◆ **Prompt**: In full and without alteration, transcribe the listing.
:: Stored data ::
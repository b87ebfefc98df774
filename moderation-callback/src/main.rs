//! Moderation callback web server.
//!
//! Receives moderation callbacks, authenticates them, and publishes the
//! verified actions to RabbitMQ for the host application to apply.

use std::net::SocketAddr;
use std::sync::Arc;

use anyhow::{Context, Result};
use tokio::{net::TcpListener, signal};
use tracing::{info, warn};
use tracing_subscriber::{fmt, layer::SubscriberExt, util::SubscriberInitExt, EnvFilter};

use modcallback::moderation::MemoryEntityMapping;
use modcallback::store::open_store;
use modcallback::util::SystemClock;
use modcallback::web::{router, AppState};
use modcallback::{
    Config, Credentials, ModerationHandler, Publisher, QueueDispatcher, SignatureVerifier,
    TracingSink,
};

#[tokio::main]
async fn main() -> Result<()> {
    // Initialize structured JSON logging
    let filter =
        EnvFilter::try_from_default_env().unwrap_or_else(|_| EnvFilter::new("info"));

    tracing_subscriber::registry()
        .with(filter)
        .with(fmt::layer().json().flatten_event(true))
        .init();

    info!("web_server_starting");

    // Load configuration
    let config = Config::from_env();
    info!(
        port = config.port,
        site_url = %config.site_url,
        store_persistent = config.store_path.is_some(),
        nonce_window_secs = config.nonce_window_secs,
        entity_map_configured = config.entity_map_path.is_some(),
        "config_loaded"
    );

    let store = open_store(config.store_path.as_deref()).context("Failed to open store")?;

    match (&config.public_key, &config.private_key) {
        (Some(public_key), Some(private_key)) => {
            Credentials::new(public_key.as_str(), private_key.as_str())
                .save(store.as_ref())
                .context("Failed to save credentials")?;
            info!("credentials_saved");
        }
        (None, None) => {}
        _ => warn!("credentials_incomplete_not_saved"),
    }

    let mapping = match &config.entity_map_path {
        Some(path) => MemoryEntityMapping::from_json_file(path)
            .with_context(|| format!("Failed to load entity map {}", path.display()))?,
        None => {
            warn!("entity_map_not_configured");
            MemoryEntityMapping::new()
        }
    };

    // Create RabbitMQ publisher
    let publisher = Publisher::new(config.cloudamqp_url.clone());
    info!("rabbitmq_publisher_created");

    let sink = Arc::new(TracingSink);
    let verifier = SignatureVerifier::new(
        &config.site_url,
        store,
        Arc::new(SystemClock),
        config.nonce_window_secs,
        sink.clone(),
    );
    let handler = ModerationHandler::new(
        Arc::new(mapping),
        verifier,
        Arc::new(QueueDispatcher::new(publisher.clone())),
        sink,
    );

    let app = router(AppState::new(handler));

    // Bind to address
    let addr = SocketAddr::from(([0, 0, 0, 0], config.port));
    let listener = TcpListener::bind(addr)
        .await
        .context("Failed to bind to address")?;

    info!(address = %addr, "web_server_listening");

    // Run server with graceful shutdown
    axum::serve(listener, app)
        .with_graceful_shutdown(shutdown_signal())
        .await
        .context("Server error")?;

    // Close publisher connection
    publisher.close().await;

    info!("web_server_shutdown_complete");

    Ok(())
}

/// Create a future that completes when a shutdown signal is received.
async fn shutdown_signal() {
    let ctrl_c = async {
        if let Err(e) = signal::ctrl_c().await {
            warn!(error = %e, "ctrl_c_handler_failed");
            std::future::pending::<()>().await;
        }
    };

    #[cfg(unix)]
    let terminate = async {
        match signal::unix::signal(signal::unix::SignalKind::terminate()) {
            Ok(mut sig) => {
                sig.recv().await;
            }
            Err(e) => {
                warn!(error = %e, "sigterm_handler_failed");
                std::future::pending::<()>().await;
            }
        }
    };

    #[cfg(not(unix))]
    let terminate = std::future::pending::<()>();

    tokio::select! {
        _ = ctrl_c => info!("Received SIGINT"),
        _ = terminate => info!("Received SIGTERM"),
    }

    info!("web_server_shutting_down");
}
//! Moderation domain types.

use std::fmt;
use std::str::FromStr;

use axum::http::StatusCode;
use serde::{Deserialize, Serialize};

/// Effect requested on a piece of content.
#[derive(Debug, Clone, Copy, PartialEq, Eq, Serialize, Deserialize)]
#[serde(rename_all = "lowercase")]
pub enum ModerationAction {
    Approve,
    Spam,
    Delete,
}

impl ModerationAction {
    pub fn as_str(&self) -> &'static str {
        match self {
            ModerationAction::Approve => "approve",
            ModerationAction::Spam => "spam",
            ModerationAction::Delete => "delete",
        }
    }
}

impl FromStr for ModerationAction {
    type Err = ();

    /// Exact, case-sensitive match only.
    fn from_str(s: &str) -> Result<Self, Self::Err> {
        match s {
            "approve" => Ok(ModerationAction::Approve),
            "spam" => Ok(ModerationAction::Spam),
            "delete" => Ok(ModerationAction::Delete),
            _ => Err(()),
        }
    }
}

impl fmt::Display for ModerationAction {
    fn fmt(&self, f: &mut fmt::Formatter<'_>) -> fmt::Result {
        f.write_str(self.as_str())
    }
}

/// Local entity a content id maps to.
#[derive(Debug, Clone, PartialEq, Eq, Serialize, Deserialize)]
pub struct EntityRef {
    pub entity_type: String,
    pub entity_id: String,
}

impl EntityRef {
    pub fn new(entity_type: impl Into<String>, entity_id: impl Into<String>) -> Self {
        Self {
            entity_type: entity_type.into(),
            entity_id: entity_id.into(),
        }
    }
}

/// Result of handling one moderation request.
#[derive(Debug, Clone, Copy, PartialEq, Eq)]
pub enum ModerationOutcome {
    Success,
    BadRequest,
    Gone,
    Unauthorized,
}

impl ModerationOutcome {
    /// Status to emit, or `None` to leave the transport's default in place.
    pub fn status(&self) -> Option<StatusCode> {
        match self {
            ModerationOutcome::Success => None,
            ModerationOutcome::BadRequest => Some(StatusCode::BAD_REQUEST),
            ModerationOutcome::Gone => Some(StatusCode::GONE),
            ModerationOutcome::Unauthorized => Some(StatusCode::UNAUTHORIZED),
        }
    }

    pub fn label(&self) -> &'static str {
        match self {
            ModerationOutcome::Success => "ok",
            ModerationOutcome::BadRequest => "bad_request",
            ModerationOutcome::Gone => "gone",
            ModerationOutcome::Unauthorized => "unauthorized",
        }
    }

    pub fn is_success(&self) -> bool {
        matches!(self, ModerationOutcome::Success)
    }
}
:::
◆ **Solution to this task**:
repository b87ebfefc98df774
filename moderation-callback/src/main.rs
//! Moderation callback web server.
//!
//! Receives moderation callbacks, authenticates them, and publishes the
//! verified actions to RabbitMQ for the host application to apply.

use std::net::SocketAddr;
use std::sync::Arc;

use anyhow::{Context, Result};
use tokio::{net::TcpListener, signal};
use tracing::{info, warn};
use tracing_subscriber::{fmt, layer::SubscriberExt, util::SubscriberInitExt, EnvFilter};

use modcallback::moderation::MemoryEntityMapping;
use modcallback::store::open_store;
use modcallback::util::SystemClock;
use modcallback::web::{router, AppState};
use modcallback::{
    Config, Credentials, ModerationHandler, Publisher, QueueDispatcher, SignatureVerifier,
    TracingSink,
};

#[tokio::main]
async fn main() -> Result<()> {
    // Initialize structured JSON logging
    let filter =
        EnvFilter::try_from_default_env().unwrap_or_else(|_| EnvFilter::new("info"));

    tracing_subscriber::registry()
        .with(filter)
        .with(fmt::layer().json().flatten_event(true))
        .init();

    info!("web_server_starting");

    // Load configuration
    let config = Config::from_env();
    info!(
        port = config.port,
        site_url = %config.site_url,
        store_persistent = config.store_path.is_some(),
        nonce_window_secs = config.nonce_window_secs,
        entity_map_configured = config.entity_map_path.is_some(),
        "config_loaded"
    );

    let store = open_store(config.store_path.as_deref()).context("Failed to open store")?;

    match (&config.public_key, &config.private_key) {
        (Some(public_key), Some(private_key)) => {
            Credentials::new(public_key.as_str(), private_key.as_str())
                .save(store.as_ref())
                .context("Failed to save credentials")?;
            info!("credentials_saved");
        }
        (None, None) => {}
        _ => warn!("credentials_incomplete_not_saved"),
    }

    let mapping = match &config.entity_map_path {
        Some(path) => MemoryEntityMapping::from_json_file(path)
            .with_context(|| format!("Failed to load entity map {}", path.display()))?,
        None => {
            warn!("entity_map_not_configured");
            MemoryEntityMapping::new()
        }
    };

    // Create RabbitMQ publisher
    let publisher = Publisher::new(config.cloudamqp_url.clone());
    info!("rabbitmq_publisher_created");

    let sink = Arc::new(TracingSink);
    let verifier = SignatureVerifier::new(
        &config.site_url,
        store,
        Arc::new(SystemClock),
        config.nonce_window_secs,
        sink.clone(),
    );
    let handler = ModerationHandler::new(
        Arc::new(mapping),
        verifier,
        Arc::new(QueueDispatcher::new(publisher.clone())),
        sink,
    );

    let app = router(AppState::new(handler));

    // Bind to address
    let addr = SocketAddr::from(([0, 0, 0, 0], config.port));
    let listener = TcpListener::bind(addr)
        .await
        .context("Failed to bind to address")?;

    info!(address = %addr, "web_server_listening");

    // Run server with graceful shutdown
    axum::serve(listener, app)
        .with_graceful_shutdown(shutdown_signal())
        .await
        .context("Server error")?;

    // Close publisher connection
    publisher.close().await;

    info!("web_server_shutdown_complete");

    Ok(())
}

/// Create a future that completes when a shutdown signal is received.
async fn shutdown_signal() {
    let ctrl_c = async {
        if let Err(e) = signal::ctrl_c().await {
            warn!(error = %e, "ctrl_c_handler_failed");
            std::future::pending::<()>().await;
        }
    };

    #[cfg(unix)]
    let terminate = async {
        match signal::unix::signal(signal::unix::SignalKind::terminate()) {
            Ok(mut sig) => {
                sig.recv().await;
            }
            Err(e) => {
                warn!(error = %e, "sigterm_handler_failed");
                std::future::pending::<()>().await;
            }
        }
    };

    #[cfg(not(unix))]
    let terminate = std::future::pending::<()>();

    tokio::select! {
        _ = ctrl_c => info!("Received SIGINT"),
        _ = terminate => info!("Received SIGTERM"),
    }

    info!("web_server_shutting_down");
}
//! Moderation domain types.

use std::fmt;
use std::str::FromStr;

use axum::http::StatusCode;
use serde::{Deserialize, Serialize};

/// Effect requested on a piece of content.
#[derive(Debug, Clone, Copy, PartialEq, Eq, Serialize, Deserialize)]
#[serde(rename_all = "lowercase")]
pub enum ModerationAction {
    Approve,
    Spam,
    Delete,
}

impl ModerationAction {
    pub fn as_str(&self) -> &'static str {
        match self {
            ModerationAction::Approve => "approve",
            ModerationAction::Spam => "spam",
            ModerationAction::Delete => "delete",
        }
    }
}

impl FromStr for ModerationAction {
    type Err = ();

    /// Exact, case-sensitive match only.
    fn from_str(s: &str) -> Result<Self, Self::Err> {
        match s {
            "approve" => Ok(ModerationAction::Approve),
            "spam" => Ok(ModerationAction::Spam),
            "delete" => Ok(ModerationAction::Delete),
            _ => Err(()),
        }
    }
}

impl fmt::Display for ModerationAction {
    fn fmt(&self, f: &mut fmt::Formatter<'_>) -> fmt::Result {
        f.write_str(self.as_str())
    }
}

/// Local entity a content id maps to.
#[derive(Debug, Clone, PartialEq, Eq, Serialize, Deserialize)]
pub struct EntityRef {
    pub entity_type: String,
    pub entity_id: String,
}

impl EntityRef {
    pub fn new(entity_type: impl Into<String>, entity_id: impl Into<String>) -> Self {
        Self {
            entity_type: entity_type.into(),
            entity_id: entity_id.into(),
        }
    }
}

/// Result of handling one moderation request.
#[derive(Debug, Clone, Copy, PartialEq, Eq)]
pub enum ModerationOutcome {
    Success,
    BadRequest,
    Gone,
    Unauthorized,
}

impl ModerationOutcome {
    /// Status to emit, or `None` to leave the transport's default in place.
    pub fn status(&self) -> Option<StatusCode> {
        match self {
            ModerationOutcome::Success => None,
            ModerationOutcome::BadRequest => Some(StatusCode::BAD_REQUEST),
            ModerationOutcome::Gone => Some(StatusCode::GONE),
            ModerationOutcome::Unauthorized => Some(StatusCode::UNAUTHORIZED),
        }
    }

    pub fn label(&self) -> &'static str {
        match self {
            ModerationOutcome::Success => "ok",
            ModerationOutcome::BadRequest => "bad_request",
            ModerationOutcome::Gone => "gone",
            ModerationOutcome::Unauthorized => "unauthorized",
        }
    }

    pub fn is_success(&self) -> bool {
        matches!(self, ModerationOutcome::Success)
    }
}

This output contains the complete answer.